• _What you need to do_
Every line of the records that holds the word "RequestError" should be copied.

__________

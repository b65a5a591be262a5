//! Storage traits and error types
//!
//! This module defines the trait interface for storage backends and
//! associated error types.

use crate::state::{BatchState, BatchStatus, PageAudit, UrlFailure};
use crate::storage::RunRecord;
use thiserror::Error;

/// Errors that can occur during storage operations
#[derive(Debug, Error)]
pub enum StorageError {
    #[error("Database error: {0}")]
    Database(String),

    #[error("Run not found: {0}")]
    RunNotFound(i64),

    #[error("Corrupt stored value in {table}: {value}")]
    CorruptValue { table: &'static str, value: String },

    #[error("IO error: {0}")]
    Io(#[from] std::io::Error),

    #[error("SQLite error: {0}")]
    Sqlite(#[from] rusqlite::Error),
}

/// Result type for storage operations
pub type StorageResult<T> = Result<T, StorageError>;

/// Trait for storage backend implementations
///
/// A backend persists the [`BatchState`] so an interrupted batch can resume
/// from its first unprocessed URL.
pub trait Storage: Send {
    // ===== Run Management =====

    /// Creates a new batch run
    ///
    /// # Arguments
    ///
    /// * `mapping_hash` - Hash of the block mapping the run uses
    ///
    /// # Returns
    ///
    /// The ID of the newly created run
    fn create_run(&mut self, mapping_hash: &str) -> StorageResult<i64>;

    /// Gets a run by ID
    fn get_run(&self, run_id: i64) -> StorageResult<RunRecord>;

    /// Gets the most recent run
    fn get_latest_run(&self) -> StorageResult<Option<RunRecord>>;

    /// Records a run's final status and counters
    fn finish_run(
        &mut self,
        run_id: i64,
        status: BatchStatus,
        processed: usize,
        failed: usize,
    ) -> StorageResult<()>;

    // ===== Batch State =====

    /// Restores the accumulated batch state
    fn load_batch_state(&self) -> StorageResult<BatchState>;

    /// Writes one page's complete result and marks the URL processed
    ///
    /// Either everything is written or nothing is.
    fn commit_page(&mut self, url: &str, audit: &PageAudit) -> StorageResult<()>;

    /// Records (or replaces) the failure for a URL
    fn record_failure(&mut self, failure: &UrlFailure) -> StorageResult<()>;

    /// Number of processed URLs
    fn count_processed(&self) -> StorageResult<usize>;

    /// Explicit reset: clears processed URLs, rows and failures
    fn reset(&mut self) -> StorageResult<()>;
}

__________

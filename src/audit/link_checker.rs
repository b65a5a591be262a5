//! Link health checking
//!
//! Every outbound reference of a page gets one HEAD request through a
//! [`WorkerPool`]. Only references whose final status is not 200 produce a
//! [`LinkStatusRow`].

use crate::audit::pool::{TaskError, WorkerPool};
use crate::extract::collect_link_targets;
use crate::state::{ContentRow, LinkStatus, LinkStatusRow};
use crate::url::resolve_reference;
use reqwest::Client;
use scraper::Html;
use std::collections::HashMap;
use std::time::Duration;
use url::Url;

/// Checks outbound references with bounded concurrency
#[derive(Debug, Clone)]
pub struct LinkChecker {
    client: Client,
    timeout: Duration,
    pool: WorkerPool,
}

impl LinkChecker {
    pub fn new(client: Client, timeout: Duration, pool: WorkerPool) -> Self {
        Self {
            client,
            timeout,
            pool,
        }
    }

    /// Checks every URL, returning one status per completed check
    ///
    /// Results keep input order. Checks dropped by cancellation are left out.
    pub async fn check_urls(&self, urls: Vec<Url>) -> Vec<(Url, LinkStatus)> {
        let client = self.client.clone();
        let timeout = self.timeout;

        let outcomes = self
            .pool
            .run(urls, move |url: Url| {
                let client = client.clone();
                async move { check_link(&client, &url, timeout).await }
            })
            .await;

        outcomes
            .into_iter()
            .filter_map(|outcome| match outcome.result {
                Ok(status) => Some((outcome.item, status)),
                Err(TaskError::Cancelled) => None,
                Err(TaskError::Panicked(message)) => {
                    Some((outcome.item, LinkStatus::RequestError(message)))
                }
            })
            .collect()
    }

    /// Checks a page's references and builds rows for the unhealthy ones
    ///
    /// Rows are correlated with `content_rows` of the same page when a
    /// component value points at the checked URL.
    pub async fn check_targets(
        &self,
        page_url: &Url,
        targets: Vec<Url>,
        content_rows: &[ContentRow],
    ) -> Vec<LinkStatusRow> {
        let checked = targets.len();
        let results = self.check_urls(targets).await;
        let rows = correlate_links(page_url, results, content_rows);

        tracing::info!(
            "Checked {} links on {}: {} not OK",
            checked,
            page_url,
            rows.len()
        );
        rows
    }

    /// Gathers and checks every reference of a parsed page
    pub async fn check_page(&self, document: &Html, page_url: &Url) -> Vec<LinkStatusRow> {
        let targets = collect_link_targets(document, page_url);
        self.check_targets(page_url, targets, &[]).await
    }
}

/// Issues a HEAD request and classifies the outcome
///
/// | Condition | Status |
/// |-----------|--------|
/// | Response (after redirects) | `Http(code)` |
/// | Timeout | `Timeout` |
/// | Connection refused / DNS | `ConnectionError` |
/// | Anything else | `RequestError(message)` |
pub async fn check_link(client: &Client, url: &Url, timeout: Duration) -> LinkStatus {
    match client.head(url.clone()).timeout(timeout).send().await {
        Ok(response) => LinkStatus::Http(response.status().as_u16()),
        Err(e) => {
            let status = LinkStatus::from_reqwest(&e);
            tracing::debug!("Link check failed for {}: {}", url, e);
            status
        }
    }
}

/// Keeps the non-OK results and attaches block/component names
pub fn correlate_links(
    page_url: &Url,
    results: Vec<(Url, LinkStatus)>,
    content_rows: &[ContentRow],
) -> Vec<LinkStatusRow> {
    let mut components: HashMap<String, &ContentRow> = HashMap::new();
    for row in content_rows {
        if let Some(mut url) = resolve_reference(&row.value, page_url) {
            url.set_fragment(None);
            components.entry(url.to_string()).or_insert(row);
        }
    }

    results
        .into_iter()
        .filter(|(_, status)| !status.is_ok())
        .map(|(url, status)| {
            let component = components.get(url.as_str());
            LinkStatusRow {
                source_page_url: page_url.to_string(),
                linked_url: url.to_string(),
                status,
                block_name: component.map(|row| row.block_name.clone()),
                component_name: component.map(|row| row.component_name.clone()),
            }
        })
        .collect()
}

__________

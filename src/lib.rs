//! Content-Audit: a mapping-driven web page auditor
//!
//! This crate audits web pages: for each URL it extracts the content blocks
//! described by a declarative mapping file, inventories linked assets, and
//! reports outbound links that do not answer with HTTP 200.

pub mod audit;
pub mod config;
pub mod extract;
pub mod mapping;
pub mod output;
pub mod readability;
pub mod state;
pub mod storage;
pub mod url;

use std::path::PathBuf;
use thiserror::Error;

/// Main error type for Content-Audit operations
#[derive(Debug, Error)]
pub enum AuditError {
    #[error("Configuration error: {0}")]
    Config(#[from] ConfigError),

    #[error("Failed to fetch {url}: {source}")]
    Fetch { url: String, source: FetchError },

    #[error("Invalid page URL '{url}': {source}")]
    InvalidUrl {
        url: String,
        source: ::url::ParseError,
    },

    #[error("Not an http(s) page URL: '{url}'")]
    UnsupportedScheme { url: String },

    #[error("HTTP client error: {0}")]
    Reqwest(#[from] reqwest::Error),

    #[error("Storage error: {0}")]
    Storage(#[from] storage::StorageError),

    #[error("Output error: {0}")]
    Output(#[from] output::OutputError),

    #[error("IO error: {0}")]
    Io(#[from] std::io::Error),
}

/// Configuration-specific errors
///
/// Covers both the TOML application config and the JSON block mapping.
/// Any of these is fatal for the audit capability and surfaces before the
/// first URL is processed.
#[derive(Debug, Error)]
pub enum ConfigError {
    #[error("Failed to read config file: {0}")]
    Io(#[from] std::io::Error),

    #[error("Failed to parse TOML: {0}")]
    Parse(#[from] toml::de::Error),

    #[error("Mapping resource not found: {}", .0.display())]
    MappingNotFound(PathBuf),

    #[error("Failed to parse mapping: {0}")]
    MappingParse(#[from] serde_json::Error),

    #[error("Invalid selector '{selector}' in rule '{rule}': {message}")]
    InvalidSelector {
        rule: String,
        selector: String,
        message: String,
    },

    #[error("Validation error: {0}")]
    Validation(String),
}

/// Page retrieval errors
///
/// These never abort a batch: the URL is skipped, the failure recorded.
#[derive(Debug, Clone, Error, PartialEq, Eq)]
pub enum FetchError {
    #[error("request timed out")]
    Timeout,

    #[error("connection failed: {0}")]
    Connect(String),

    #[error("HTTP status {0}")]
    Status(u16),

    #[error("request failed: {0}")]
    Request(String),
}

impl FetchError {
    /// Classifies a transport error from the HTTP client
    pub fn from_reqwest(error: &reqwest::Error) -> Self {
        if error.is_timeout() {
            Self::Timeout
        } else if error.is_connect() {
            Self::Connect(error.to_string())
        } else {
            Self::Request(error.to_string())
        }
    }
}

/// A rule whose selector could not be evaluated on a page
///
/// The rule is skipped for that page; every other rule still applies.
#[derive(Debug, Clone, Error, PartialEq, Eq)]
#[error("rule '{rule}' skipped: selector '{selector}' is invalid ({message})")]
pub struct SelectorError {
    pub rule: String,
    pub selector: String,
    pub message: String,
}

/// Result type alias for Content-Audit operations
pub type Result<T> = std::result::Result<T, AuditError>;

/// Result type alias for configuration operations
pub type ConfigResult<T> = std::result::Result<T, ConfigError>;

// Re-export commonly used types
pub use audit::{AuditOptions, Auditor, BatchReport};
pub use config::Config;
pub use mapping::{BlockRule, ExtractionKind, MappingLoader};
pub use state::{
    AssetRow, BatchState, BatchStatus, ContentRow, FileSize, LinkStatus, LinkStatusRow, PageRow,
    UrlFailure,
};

__________

• _Worked solution_
                    Some((outcome.item, LinkStatus::RequestError(message)))
/// | Anything else | `RequestError(message)` |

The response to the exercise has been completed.